13.05.2008 | 17:38
fsk 16
die "freiwillige selbstkontrolle der filmwirtschaft" prüft in der bundesrepublik filme und medienträger jeglichen formats und legt dann eine altersbeschränkung für die inhalte fest. man kennt das ja, die verschiedenfarbigen hinweise wie zb. "freigegeben ab 12 jahren", oder auch "keine jugendfreigabe".
im großen und ganzen funktioniert und passt die abgegebene bewertung - aber in einzelfällen möchte man glauben die altersfreigabe wird gewürfelt. zwei beispiele.
eastern promises - tödliche versprechen
die russische mafia ist auch in new york aktiv. dort schlitzt sie nicht nur rivalen die kehle durch sondernd vergewaltigt auch minderjährige mädchen, die wie sklaven behandelt und unter drogen gesetzt werden. soviel zum vergnügen, denn der film erzählt die mitreißende geschichte eines dieser vergewaltigten kinder. eindrucksvolle charaktere, stimmige atmosphäre - und viel gewalt. das rasiermesser schneidet durch haut und kehlkopf während die kamera das geschehen in voller länge und großaufnahme zeigt. leichen werden verstümmelt und widersacher ausgeschaltet, was jedesmal auf brutalste art und weise und in voller länge geschieht. ein messer ins auge, schnittwundenübersähte, blutüberströmte körper, klaffende wunden. und als zuckerle obendrauf: die notgeburt eines babys.

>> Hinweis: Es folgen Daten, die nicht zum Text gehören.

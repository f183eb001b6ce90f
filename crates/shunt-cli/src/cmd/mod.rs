pub mod daemon;
pub mod down;
pub mod init;
pub mod logs;
pub mod run;
pub mod status;
pub mod up;
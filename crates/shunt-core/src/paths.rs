use std::path::{Path, PathBuf};

// ---------------------------------------------------------------------------
// Directory constants
// ---------------------------------------------------------------------------

pub const SHUNT_DIR: &str = ".shunt";
pub const CONFIG_FILE: &str = ".shunt/config.yaml";
pub const PID_FILE: &str = ".shunt/shunt.pid";
pub const LOG_FILE: &str = ".shunt/shunt.log";
pub const OFFSET_FILE: &str = ".shunt/offset";
pub const ARTIFACTS_DIR: &str = ".shunt/artifacts";

// ---------------------------------------------------------------------------
// Path helpers
// ---------------------------------------------------------------------------

pub fn shunt_dir(root: &Path) -> PathBuf {
    root.join(SHUNT_DIR)
}

pub fn config_path(root: &Path) -> PathBuf {
    root.join(CONFIG_FILE)
}

pub fn pid_path(root: &Path) -> PathBuf {
    root.join(PID_FILE)
}

pub fn log_path(root: &Path) -> PathBuf {
    root.join(LOG_FILE)
}

pub fn offset_path(root: &Path) -> PathBuf {
    root.join(OFFSET_FILE)
}

pub fn artifacts_dir(root: &Path) -> PathBuf {
    root.join(ARTIFACTS_DIR)
}

// ---------------------------------------------------------------------------
// Tests
// ---------------------------------------------------------------------------

#[cfg(test)]
mod tests {
    use super::*;

    #[test]
    fn path_helpers() {
        let root = Path::new("/tmp/proj");
        assert_eq!(
            config_path(root),
            PathBuf::from("/tmp/proj/.shunt/config.yaml")
        );
        assert_eq!(pid_path(root), PathBuf::from("/tmp/proj/.shunt/shunt.pid"));
        assert_eq!(offset_path(root), PathBuf::from("/tmp/proj/.shunt/offset"));
    }
}
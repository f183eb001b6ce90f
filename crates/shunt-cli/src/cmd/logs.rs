use shunt_core::paths;
use std::path::Path;

/// Print the last `lines` lines of the daemon log.
pub fn run(root: &Path, lines: usize) -> anyhow::Result<()> {
    let log_path = paths::log_path(root);
    if !log_path.exists() {
        println!("no log file yet ({})", log_path.display());
        return Ok(());
    }
    let content = std::fs::read_to_string(&log_path)?;
    let all: Vec<&str> = content.lines().collect();
    let start = all.len().saturating_sub(lines);
    for line in &all[start..] {
        println!("{line}");
    }
    Ok(())
}
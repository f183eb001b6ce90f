use crate::error::{Result, ShuntError};
use crate::io::atomic_write;
use crate::status::{Permission, RowStatus, TaskStatus};
use std::path::Path;

// ---------------------------------------------------------------------------
// Column constants
// ---------------------------------------------------------------------------

pub const PROJECT_COL: &str = "project";
pub const ROW_STATUS_COL: &str = "row_overall_status";
pub const PERMISSION_COL: &str = "next_row_permission";
pub const NOTES_COL: &str = "notes";

/// Name of the optional timestamp companion for a task column.
pub fn completed_at_column(task: &str) -> String {
    format!("{task}_completed_at")
}

// ---------------------------------------------------------------------------
// Table
// ---------------------------------------------------------------------------

/// The project table: a header of named columns plus ordered data rows.
/// Row order is semantically significant — it defines which row comes
/// "next after the last DONE". The table file is the sole source of truth;
/// every mutation is a full read-modify-write of the whole table.
#[derive(Debug, Clone, PartialEq)]
pub struct Table {
    pub columns: Vec<String>,
    pub rows: Vec<Vec<String>>,
}

impl Table {
    // -----------------------------------------------------------------------
    // Persistence
    // -----------------------------------------------------------------------

    /// Load the table, padding short rows with empty strings per missing
    /// column. Malformed input degrades to best-effort column alignment —
    /// it never errors.
    pub fn load(path: &Path) -> Result<Self> {
        if !path.exists() {
            return Err(ShuntError::TableNotFound(path.display().to_string()));
        }
        let data = std::fs::read_to_string(path)?;
        let mut records = parse_records(&data);
        if records.is_empty() {
            return Ok(Table {
                columns: Vec::new(),
                rows: Vec::new(),
            });
        }
        let columns = records.remove(0);
        let width = columns.len();
        for row in &mut records {
            row.resize(width, String::new());
        }
        Ok(Table {
            columns,
            rows: records,
        })
    }

    /// Serialize and overwrite the whole table file.
    pub fn save(&self, path: &Path) -> Result<()> {
        let mut out = String::new();
        write_record(&mut out, &self.columns);
        for row in &self.rows {
            write_record(&mut out, row);
        }
        atomic_write(path, out.as_bytes())
    }

    // -----------------------------------------------------------------------
    // Cell access
    // -----------------------------------------------------------------------

    pub fn column_index(&self, name: &str) -> Option<usize> {
        self.columns.iter().position(|c| c == name)
    }

    pub fn require_column(&self, name: &str) -> Result<usize> {
        self.column_index(name)
            .ok_or_else(|| ShuntError::MissingColumn(name.to_string()))
    }

    /// Cell value by column name; empty string if the column is absent.
    pub fn get(&self, row: usize, column: &str) -> &str {
        self.column_index(column)
            .and_then(|c| self.rows.get(row).map(|r| r[c].as_str()))
            .unwrap_or("")
    }

    pub fn set(&mut self, row: usize, column: &str, value: &str) -> Result<()> {
        let c = self.require_column(column)?;
        self.rows[row][c] = value.to_string();
        Ok(())
    }

    /// Write a value into a column only if the column exists. Returns true
    /// if a write happened.
    pub fn set_if_present(&mut self, row: usize, column: &str, value: &str) -> bool {
        match self.column_index(column) {
            Some(c) => {
                self.rows[row][c] = value.to_string();
                true
            }
            None => false,
        }
    }

    pub fn find_project(&self, project: &str) -> Option<usize> {
        let c = self.column_index(PROJECT_COL)?;
        self.rows.iter().position(|r| r[c] == project)
    }

    // -----------------------------------------------------------------------
    // Typed accessors
    // -----------------------------------------------------------------------

    pub fn row_status(&self, row: usize) -> RowStatus {
        RowStatus::parse(self.get(row, ROW_STATUS_COL))
    }

    pub fn permission(&self, row: usize) -> Permission {
        Permission::parse(self.get(row, PERMISSION_COL))
    }

    pub fn task_status(&self, row: usize, task: &str) -> TaskStatus {
        TaskStatus::parse(self.get(row, task))
    }
}

// ---------------------------------------------------------------------------
// Record parsing / serialization (RFC4180-style quoting)
// ---------------------------------------------------------------------------

/// Parse delimiter-separated records. Fields containing the delimiter, the
/// quote character, or a newline are expected to be quoted; embedded quotes
/// are doubled. An unterminated quote consumes to end of input rather than
/// failing — best-effort alignment over corruption detection.
fn parse_records(input: &str) -> Vec<Vec<String>> {
    let mut records = Vec::new();
    let mut record: Vec<String> = Vec::new();
    let mut field = String::new();
    let mut in_quotes = false;
    let mut chars = input.chars().peekable();

    while let Some(c) = chars.next() {
        if in_quotes {
            if c == '"' {
                if chars.peek() == Some(&'"') {
                    chars.next();
                    field.push('"');
                } else {
                    in_quotes = false;
                }
            } else {
                field.push(c);
            }
            continue;
        }
        match c {
            '"' => in_quotes = true,
            ',' => record.push(std::mem::take(&mut field)),
            '\r' => {
                if chars.peek() == Some(&'\n') {
                    chars.next();
                }
                record.push(std::mem::take(&mut field));
                records.push(std::mem::take(&mut record));
            }
            '\n' => {
                record.push(std::mem::take(&mut field));
                records.push(std::mem::take(&mut record));
            }
            _ => field.push(c),
        }
    }
    if !field.is_empty() || !record.is_empty() {
        record.push(field);
        records.push(record);
    }

    // A blank line parses as a single empty field; drop those rather than
    // producing phantom one-column rows.
    records.retain(|r| !(r.len() == 1 && r[0].is_empty()));
    records
}

fn write_record(out: &mut String, fields: &[String]) {
    for (i, field) in fields.iter().enumerate() {
        if i > 0 {
            out.push(',');
        }
        write_field(out, field);
    }
    out.push('\n');
}

fn write_field(out: &mut String, field: &str) {
    let needs_quoting = field.contains([',', '"', '\n', '\r']);
    if !needs_quoting {
        out.push_str(field);
        return;
    }
    out.push('"');
    for c in field.chars() {
        if c == '"' {
            out.push('"');
        }
        out.push(c);
    }
    out.push('"');
}

// ---------------------------------------------------------------------------
// Tests
// ---------------------------------------------------------------------------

einschätzung der fsk: freigegeben ab 16 jahren. quasi jugendgerecht.
postal
uwe bolls verfilmung des gleichnamigen computerspiels. obwohl sich dieser film nichtmal die mühe gibt ernst zu wirken und eher als skurile, abgedrehte "komödie" daherkommt fehlt es ihm nicht an gewaltszenen. das erste opfer ist eine alte, asiatische autofahrerin. ein schuss mit einer schrotflinte aus nächster nähe beendet ihren auftritt und hirn, oder das was davon übrig bleibt, verteilt sich an den scheiben ihres wagens. der täter: ein cop. ein wirrer prediger am straßenrand scheint die pläne von terroristen zu stören, doch hier kann ein selbstmordattentäter und viel c4 abhilfe schaffen. in einem freizeitpark kommt es auch zur schießerei und nicht nur behinderte menschen, sondernd auch die vielen kinder und besucher des parks werden vom kugelhagel ins jenseits befördert. reporter türmen die kinderleichen auf einen großen haufen, um die nachrichtenbilder drastischer wirken zu lassen. und das ist längst noch nicht alles.
auch hierzu meint die fsk: freigegeben ab 16 jahren.
mir kann das eigentlich relativ egal sein. ich finde beide filme sind große klasse, man muss das eben mögen. aber so generell kann ich nicht im geringsten verstehen was bei diesen bewertungen schiefgelaufen ist. bleibt mir also nichts anderes übrig als bei jeder fsk-16 eingestuften metzelei mit abgtrennten gliedmaßen auf die fsk anzustoßen - ihr macht das suppah, jungs!